Me. I was her. The inconvenience. The wife asleep down the hall while the real life happened without her.
And then:
“Hope you gave her the dose expected for her to go faster.”
I went completely still.
There is a particular kind of cold that has nothing to do with temperature. The difference between a thing happening to you and a thing being done to you. Between a body failing and a body being helped to fail — quietly, carefully, by the hands of someone who called you love while doing it.
I had been murdered. Slowly. Politely. Over candlelight.
I pressed my back against the wall and slid down to the floor, knees pulled to my chest, the cancer pressing behind my left eye like a thumb, and I thought: this is it. This is where I either fall apart or I don’t.
I’m definitely not going to fall apart.
Marcus’s study. His laptop. The password.
05_11_20.
Our wedding day. He had never once thought to change it, because this password belonged to a version of me he had already written off — the wife who organised his calendar and never asked questions he didn’t want answered.
That was the one thing power could never protect a man from. The person he had already decided didn’t matter.
I opened the financial directory and went straight to the middle.

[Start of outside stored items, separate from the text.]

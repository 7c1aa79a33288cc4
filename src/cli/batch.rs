// src/cli/batch.rs — Batch command: one evaluation per task CSV row

use std::path::Path;

use crate::eval::tasks::{load_tasks_from_csv, run_tasks, write_results_to_csv};
use crate::infra::config::Credentials;

pub async fn run_batch(task_file: &Path, output_file: &Path) -> anyhow::Result<()> {
    let creds = Credentials::from_env();

    let tasks = load_tasks_from_csv(task_file)?;
    if tasks.is_empty() {
        anyhow::bail!("Task file '{}' contains no tasks", task_file.display());
    }
    tracing::info!(tasks = tasks.len(), "Loaded task file");

    let results = run_tasks(&tasks, &creds).await?;
    write_results_to_csv(output_file, &results)?;

    let payload: Vec<serde_json::Value> = results.iter().map(|r| r.as_json()).collect();
    println!("{}", serde_json::to_string_pretty(&payload)?);
    Ok(())
}
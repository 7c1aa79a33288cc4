// src/cli/run.rs — Single evaluation command

use std::path::Path;

use crate::eval::tasks::append_result_to_csv;
use crate::eval::{run_evaluation, EvaluationTask};
use crate::infra::config::Credentials;

pub async fn run_single(
    prompts: Vec<String>,
    engines: Vec<String>,
    keywords: Vec<String>,
    domain_wildcards: Vec<String>,
    runs: u32,
    output_csv: Option<&Path>,
) -> anyhow::Result<()> {
    let creds = Credentials::from_env();
    let task = EvaluationTask {
        prompts,
        engines,
        keywords,
        domain_wildcards,
        runs,
    };

    let result = run_evaluation(&task, &creds).await?;

    if let Some(path) = output_csv {
        append_result_to_csv(path, &result)?;
    }

    println!("{}", serde_json::to_string_pretty(&result.as_json())?);
    Ok(())
}
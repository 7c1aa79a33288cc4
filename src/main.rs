// src/main.rs — citemeter entry point

use clap::Parser;

use citemeter::cli::{Cli, Commands};
use citemeter::infra::logger;

#[tokio::main]
async fn main() {
    // Respects RUST_LOG when set
    logger::init("warn");

    if let Err(e) = run().await {
        eprintln!("error: {e}");
        std::process::exit(1);
    }
}

async fn run() -> anyhow::Result<()> {
    let cli = Cli::parse();

    match cli.command {
        Commands::Run {
            prompts,
            engines,
            keywords,
            domains,
            runs,
            output_csv,
        } => {
            citemeter::cli::run::run_single(
                prompts,
                engines,
                keywords,
                domains,
                runs,
                output_csv.as_deref(),
            )
            .await
        }
        Commands::Batch {
            task_file,
            output_file,
        } => citemeter::cli::batch::run_batch(&task_file, &output_file).await,
    }
}
// src/engine/extract.rs — Citation extraction helpers shared by adapters
//
// Provider schemas drift across API versions and some response shapes drop
// citation metadata entirely. Every adapter therefore unions two tiers:
// (a) the structured citation fields it knows about, and (b) a walk over the
// whole serialized payload collecting anything that looks like an absolute
// URI. Tier (b) is the safety net.

use url::Url;

/// Collect every string in the payload that parses as an absolute URI
/// (scheme and host both present), in document order.
pub fn collect_urls(value: &serde_json::Value) -> Vec<String> {
    let mut urls = Vec::new();
    walk(value, &mut urls);
    urls
}

fn walk(value: &serde_json::Value, urls: &mut Vec<String>) {
    match value {
        serde_json::Value::String(s) => {
            if is_absolute_url(s) {
                urls.push(s.clone());
            }
        }
        serde_json::Value::Object(map) => {
            for nested in map.values() {
                walk(nested, urls);
            }
        }
        serde_json::Value::Array(items) => {
            for item in items {
                walk(item, urls);
            }
        }
        _ => {}
    }
}

/// True when the string is a URI with both a scheme and a host.
/// Scheme-less values ("example.com") and host-less ones ("mailto:a@b")
/// don't count.
pub fn is_absolute_url(s: &str) -> bool {
    Url::parse(s).map(|u| u.has_host()).unwrap_or(false)
}

/// Deduplicate preserving first-seen order.
pub fn dedupe(items: Vec<String>) -> Vec<String> {
    let mut seen = std::collections::HashSet::new();
    let mut ordered = Vec::with_capacity(items.len());
    for item in items {
        if seen.insert(item.clone()) {
            ordered.push(item);
        }
    }
    ordered
}

#[cfg(test)]
mod tests {
    use super::*;
    use pretty_assertions::assert_eq;
    use serde_json::json;

    #[test]
    fn test_collect_urls_nested() {
        let payload = json!({
            "candidates": [{
                "content": {
                    "parts": [
                        { "text": "see https://docs.example.com/page for details" },
                        { "uri": "https://wiki.example.com/math" }
                    ]
                }
            }],
            "meta": { "source": "https://wiki.example.com/math" }
        });
        let urls = collect_urls(&payload);
        // Strings embedded inside prose are not URIs on their own.
        assert_eq!(
            urls,
            vec![
                "https://wiki.example.com/math".to_string(),
                "https://wiki.example.com/math".to_string(),
            ]
        );
    }

    #[test]
    fn test_collect_urls_skips_non_urls() {
        let payload = json!({
            "a": "plain text",
            "b": "example.com",
            "c": "mailto:someone@example.com",
            "d": 42,
            "e": null,
            "f": true,
        });
        assert!(collect_urls(&payload).is_empty());
    }

    #[test]
    fn test_is_absolute_url() {
        assert!(is_absolute_url("https://example.com/a"));
        assert!(is_absolute_url("http://example.com"));
        assert!(!is_absolute_url("example.com/a"));
        assert!(!is_absolute_url("/relative/path"));
        assert!(!is_absolute_url("mailto:a@b.com"));
    }

    #[test]
    fn test_dedupe_preserves_first_seen_order() {
        let urls = vec![
            "https://b.com/".to_string(),
            "https://a.com/".to_string(),
            "https://b.com/".to_string(),
            "https://c.com/".to_string(),
            "https://a.com/".to_string(),
        ];
        assert_eq!(
            dedupe(urls),
            vec![
                "https://b.com/".to_string(),
                "https://a.com/".to_string(),
                "https://c.com/".to_string(),
            ]
        );
    }

    #[test]
    fn test_dedupe_empty() {
        assert!(dedupe(vec![]).is_empty());
    }
}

The Blackwood Empire was enormous — real estate, tech, finance, its name on buildings in four cities. On paper, untouchable. But I had lived in this house for five years. I had been in the room — ignored, underestimated, considered furniture — while decisions were made. I had heard names. Dates. Numbers that didn’t appear in any public filings.
I copied everything I could find. Names. Dates. Amounts. Offshore accounts. An environmental report altered before the Cross Street development was approved. A planning official who had come to dinner twice and left with an envelope both times.
Two hours without stopping.
I saved it all to a USB drive I had bought for cash three days ago, waiting for this moment. Then I cleared the browser history, closed the laptop, and put everything back exactly as I’d found it.
The alarm clock made a small sound. I looked at it and smiled.
12:00am. Saturday.
The address would come in the morning.